ML Engineering
During the Winter 2021 term, I was fortunate to have the opportunity of working at an AI research division within TD Bank called Layer6 as an ML Engineering Intern. Layer6 had recently been acquired by the bank to satisfy their AI / ML needs. However, Layer6 was able to work very independently and on their own research, kind of like an internal contractor. This acquistion may have limited some of Layer6’s flexibility, but it gave them accesses to much larger resources in terms of data, money and talent.

My job within Layer6 was as an ML Engineering Intern. In this role, I was working alongside other developers to create core tools and explainable AI applications to help the Machine Learning Scientists (MLS) with the research, training and understanding of their models. For the term, I was tasked with creating a web application that allowed MLS to view the embedding of their data in an interactive, informative and engaging way. This would allow MLS to visualize how the model is interpreting the data and compare it to their expectations. The application allowed MLS to filter their data, and then view the model’s embedding of that data in an interactive 2D latent space. They could then zoom, pan and click through this embedding space to explore their data. There were additional settings to control the number of clusters, data points, dimensionality reduction settings, etc…

Once the first version of the tool was completed, I got feedback from the MLS. This feedback occurred through eight cognitive walkthroughs in early April. From these interviews, I uncovered that there was a need to have a further understanding of the underlying data and how points relate to one another. Clicking each point and parsing through the information available in the preview area was unintuitive and not as immersive as they had hoped; they needed a way to view the instance’s data within the visualization. This inspired my interviews and a survey for glyph-based feature vector visualization research.
There were 5 major steps involved in the creation of the visualization tool I created: Data collection, embedding extraction, dimensionality reduction, clustering and the visual interface.
1. Data Collection and Inference
The first step involved gathering all of the necessary data from an ElasticSearch instance. This also involved constructing the complicated queries required to fetch the data under several filtering parameters set by the user. These filters included, the data set (training or test), the data range, feature value range, prediction percentile or even a combination of these criteria. Once the data was collected it was passed on into the model to obtain an embedding.
2. Embedding Extraction
The embedding of the model is a compressed or encoded version of the input data. In neural networks, a hidden middle layer could be used as an embedding. Although, at Layer6 all the models use a gradient boosted random forest structure called
XGBoost. An MLS at Layer6 developed a technique that leverages the physical tree structure of the model and truncated single vector decomposition to create a data embedding for XGBoost models. I first performed this embedding extraction technique to find a data embedding for the visualization tool.

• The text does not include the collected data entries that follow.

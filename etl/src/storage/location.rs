use super::S3Manager;
use common::{Error, Result};
use datafusion::execution::context::SessionContext;
use futures::TryStreamExt;
use object_store::ObjectStore;
use object_store::local::LocalFileSystem;
use object_store::path::Path as ObjectPath;
use std::path::{Path, PathBuf};
use std::sync::Arc;
use url::Url;

/// A configured input pattern or output root.
#[derive(Debug, Clone, PartialEq, Eq)]
pub enum StorageUrl {
    S3 { bucket: String, key: String },
    Local(PathBuf),
}

impl StorageUrl {
    /// Accepts `s3://`, `s3a://`, `s3n://`, `file://` and plain filesystem paths.
    /// Glob characters in the key are kept verbatim.
    pub fn parse(raw: &str) -> Result<Self> {
        let trimmed = raw.trim();

        for scheme in ["s3://", "s3a://", "s3n://"] {
            if let Some(rest) = trimmed.strip_prefix(scheme) {
                let (bucket, key) = rest.split_once('/').unwrap_or((rest, ""));
                if bucket.is_empty() {
                    return Err(Error::InvalidUri(format!("'{}' has no bucket name", raw)));
                }
                return Ok(StorageUrl::S3 {
                    bucket: bucket.to_string(),
                    key: key.trim_start_matches('/').to_string(),
                });
            }
        }

        if trimmed.starts_with("file://") {
            let url = Url::parse(trimmed)?;
            let path = url
                .to_file_path()
                .map_err(|_| Error::InvalidUri(format!("'{}' is not a local file URL", raw)))?;
            return Ok(StorageUrl::Local(path));
        }

        if let Some((scheme, _)) = trimmed.split_once("://") {
            return Err(Error::InvalidUri(format!(
                "Unsupported scheme '{}' in '{}'",
                scheme, raw
            )));
        }

        if trimmed.is_empty() {
            return Err(Error::InvalidUri("empty location".to_string()));
        }

        Ok(StorageUrl::Local(PathBuf::from(trimmed)))
    }

    pub fn bucket(&self) -> Option<&str> {
        match self {
            StorageUrl::S3 { bucket, .. } => Some(bucket),
            StorageUrl::Local(_) => None,
        }
    }

    /// The location in the form DataFusion's listing tables resolve.
    pub fn to_datafusion_path(&self) -> String {
        match self {
            StorageUrl::S3 { bucket, key } => format!("s3://{}/{}", bucket, key),
            StorageUrl::Local(path) => path.to_string_lossy().into_owned(),
        }
    }
}

/// Root under which the star schema tables are written.
///
/// DataFusion writes through `url_for`; publishing (list/move/delete) goes
/// through the object store with paths from `path_for`. Both views address
/// the same objects.
#[derive(Clone)]
pub struct OutputLocation {
    store: Arc<dyn ObjectStore>,
    prefix: ObjectPath,
    base_url: String,
    local_root: Option<PathBuf>,
}

impl std::fmt::Debug for OutputLocation {
    fn fmt(&self, f: &mut std::fmt::Formatter<'_>) -> std::fmt::Result {
        f.debug_struct("OutputLocation")
            .field("base_url", &self.base_url)
            .finish()
    }
}

impl OutputLocation {
    pub fn local(root: impl AsRef<Path>) -> Result<Self> {
        let root = root.as_ref();
        std::fs::create_dir_all(root)?;
        let root = std::fs::canonicalize(root)?;

        let store = LocalFileSystem::new_with_prefix(&root)?;
        let base_url = Url::from_directory_path(&root).map_err(|_| {
            Error::InvalidUri(format!("Cannot express {} as a file URL", root.display()))
        })?;

        Ok(Self {
            store: Arc::new(store),
            prefix: ObjectPath::default(),
            base_url: base_url.to_string(),
            local_root: Some(root),
        })
    }

    pub async fn s3(
        manager: &S3Manager,
        ctx: &SessionContext,
        bucket: &str,
        key: &str,
    ) -> Result<Self> {
        manager.register_object_store(ctx, bucket).await?;
        let store = manager.get_object_store(bucket).await?;

        let key = key.trim_matches('/');
        let base_url = if key.is_empty() {
            format!("s3://{}/", bucket)
        } else {
            format!("s3://{}/{}/", bucket, key)
        };

        Ok(Self {
            store,
            prefix: ObjectPath::from(key),
            base_url,
            local_root: None,
        })
    }

    pub async fn from_url(
        url: &StorageUrl,
        manager: Option<&S3Manager>,
        ctx: &SessionContext,
    ) -> Result<Self> {
        match url {
            StorageUrl::Local(path) => Self::local(path),
            StorageUrl::S3 { bucket, key } => {
                let manager = manager.ok_or_else(|| {
                    Error::Storage(format!(
                        "No S3 credentials available for output bucket '{}'",
                        bucket
                    ))
                })?;
                Self::s3(manager, ctx, bucket, key).await
            }
        }
    }

    pub fn store(&self) -> &Arc<dyn ObjectStore> {
        &self.store
    }

    pub fn base_url(&self) -> &str {
        &self.base_url
    }

    /// Directory URL (trailing slash) for a path relative to the root.
    pub fn url_for(&self, relative: &str) -> String {
        format!("{}{}/", self.base_url, relative.trim_matches('/'))
    }

    pub fn path_for(&self, relative: &str) -> ObjectPath {
        relative
            .split('/')
            .filter(|part| !part.is_empty())
            .fold(self.prefix.clone(), |path, part| path.child(part))
    }

    pub async fn list(&self, relative: &str) -> Result<Vec<ObjectPath>> {
        let prefix = self.path_for(relative);
        let listed: Vec<object_store::ObjectMeta> =
            match self.store.list(Some(&prefix)).try_collect().await {
                Ok(listed) => listed,
                Err(object_store::Error::NotFound { .. }) => Vec::new(),
                Err(e) => return Err(e.into()),
            };

        let mut paths: Vec<ObjectPath> = listed.into_iter().map(|meta| meta.location).collect();
        paths.sort();
        Ok(paths)
    }

    /// Deletes every object below `relative`; returns how many were removed.
    pub async fn delete_all(&self, relative: &str) -> Result<usize> {
        let paths = self.list(relative).await?;
        for path in &paths {
            self.delete_if_exists(path).await?;
        }
        self.remove_local_dir(relative)?;
        Ok(paths.len())
    }

    pub async fn delete_if_exists(&self, path: &ObjectPath) -> Result<()> {
        match self.store.delete(path).await {
            Ok(()) | Err(object_store::Error::NotFound { .. }) => Ok(()),
            Err(e) => Err(e.into()),
        }
    }

    /// Removes directories below `relative` (itself included) that hold no files.
    /// A no-op on object stores.
    pub fn prune_empty_dirs(&self, relative: &str) -> Result<()> {
        let Some(root) = &self.local_root else {
            return Ok(());
        };
        prune_dir(&root.join(relative.trim_matches('/')))?;
        Ok(())
    }

    /// Object stores have no directories, the local filesystem does.
    fn remove_local_dir(&self, relative: &str) -> Result<()> {
        let Some(root) = &self.local_root else {
            return Ok(());
        };

        let dir = root.join(relative.trim_matches('/'));
        match std::fs::remove_dir_all(&dir) {
            Ok(()) => Ok(()),
            Err(e) if e.kind() == std::io::ErrorKind::NotFound => Ok(()),
            Err(e) => Err(e.into()),
        }
    }
}

/// Returns whether `dir` was removed.
fn prune_dir(dir: &Path) -> std::io::Result<bool> {
    let entries = match std::fs::read_dir(dir) {
        Ok(entries) => entries,
        Err(e) if e.kind() == std::io::ErrorKind::NotFound => return Ok(false),
        Err(e) => return Err(e),
    };

    let mut empty = true;
    for entry in entries {
        let path = entry?.path();
        if !(path.is_dir() && prune_dir(&path)?) {
            empty = false;
        }
    }

    if empty {
        std::fs::remove_dir(dir)?;
    }
    Ok(empty)
}

#[cfg(test)]
mod tests {
    use super::*;
    use bytes::Bytes;

    #[test]
    fn test_parse_s3a_keeps_glob() {
        let url = StorageUrl::parse("s3a://udacity-dend/song_data/*/*/*/*.json").unwrap();
        assert_eq!(
            url,
            StorageUrl::S3 {
                bucket: "udacity-dend".to_string(),
                key: "song_data/*/*/*/*.json".to_string(),
            }
        );
        assert_eq!(url.bucket(), Some("udacity-dend"));
        assert_eq!(
            url.to_datafusion_path(),
            "s3://udacity-dend/song_data/*/*/*/*.json"
        );
    }

    #[test]
    fn test_parse_bucket_only() {
        let url = StorageUrl::parse("s3://out").unwrap();
        assert_eq!(
            url,
            StorageUrl::S3 {
                bucket: "out".to_string(),
                key: String::new(),
            }
        );
    }

    #[test]
    fn test_parse_local_and_file_url() {
        assert_eq!(
            StorageUrl::parse("data/log_data/*.json").unwrap(),
            StorageUrl::Local(PathBuf::from("data/log_data/*.json"))
        );
        assert_eq!(
            StorageUrl::parse("file:///tmp/out").unwrap(),
            StorageUrl::Local(PathBuf::from("/tmp/out"))
        );
    }

    #[test]
    fn test_parse_rejects_unknown_scheme() {
        assert!(matches!(
            StorageUrl::parse("gs://bucket/x"),
            Err(Error::InvalidUri(_))
        ));
        assert!(StorageUrl::parse("s3:///key").is_err());
    }

    #[tokio::test]
    async fn test_local_output_list_and_delete() {
        let dir = tempfile::tempdir().unwrap();
        let output = OutputLocation::local(dir.path().join("warehouse")).unwrap();
        assert!(output.base_url().starts_with("file://"));
        assert!(output.url_for("songs").ends_with("/songs/"));

        let first = output.path_for("songs/year=2018/a.parquet");
        let second = output.path_for("songs/b.parquet");
        output
            .store()
            .put(&first, Bytes::from_static(b"a").into())
            .await
            .unwrap();
        output
            .store()
            .put(&second, Bytes::from_static(b"b").into())
            .await
            .unwrap();

        assert_eq!(output.list("songs").await.unwrap().len(), 2);
        assert!(output.list("missing").await.unwrap().is_empty());

        assert_eq!(output.delete_all("songs").await.unwrap(), 2);
        assert!(output.list("songs").await.unwrap().is_empty());
        assert!(!dir.path().join("warehouse/songs").exists());
    }

    #[tokio::test]
    async fn test_prune_keeps_directories_with_files() {
        let dir = tempfile::tempdir().unwrap();
        let output = OutputLocation::local(dir.path()).unwrap();
        let stale = output.path_for("time/year=2018/month=11/a.parquet");
        let live = output.path_for("time/year=2019/month=1/b.parquet");
        for path in [&stale, &live] {
            output
                .store()
                .put(path, Bytes::from_static(b"x").into())
                .await
                .unwrap();
        }
        output.delete_if_exists(&stale).await.unwrap();

        output.prune_empty_dirs("time").unwrap();

        assert!(!dir.path().join("time/year=2018").exists());
        assert!(dir.path().join("time/year=2019/month=1/b.parquet").exists());
        output.prune_empty_dirs("missing").unwrap();
    }
}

3. Dimensionality Reduction
This embedding technique was able to reduce the dimensions of the input data from over 250 dimensions to 20-50 dimensions. However, to be interpretable to the MLS using the tool the embedding had to be reduced further to two dimensions. To achieve this reduction, I performed the MLS’s choice of t-SNE or UMAP. These two techniques are well established in the industry and use manifold learning to create a non-deterministic mapping of the data from higher dimensions into 2- or 3-D.
4. Clustering
The dimensionality reduction technique naturally reveals clusters based on the geographical layout of the points on the screen but in order to provide an additional layer of information I chose to overlay colour-based cluster information on the data points. The raw data was clustered using the hierarchical clustering technique using the feature values or the SHAP values. The SHAP values are values given to each feature of every instance between 0 and 1 that denotes that feature’s contribution or importance toward that instance’s prediction. Clustering based on SHAP values is a common explainability technique and leads to improved clustering because all the features are mapped to the same unitless feature space. After the clustering, each cluster is assigned to a colour and then the points are coloured accordingly. This added layer of information can help MLS check that the clusters that come from the model embedding align with the clusters formed through colour as a kind of second check. Additionally, the MLS can overlay clustering based on a different feature to verify or reject certain beliefs they have about the model’s interpretation of the data.
5. Visual Interface
After this dimensionality reduction is performed, the data is then sent to the front end where it is displayed using the D3 graphing library. In order to enhance the interactivity, I developed a way to dynamically display the points stored in a k-d tree on the screen as the user pans and zooms. There was also additional information about a cluster or a point available in a preview area to the right of the plot when a point was clicked on by the user.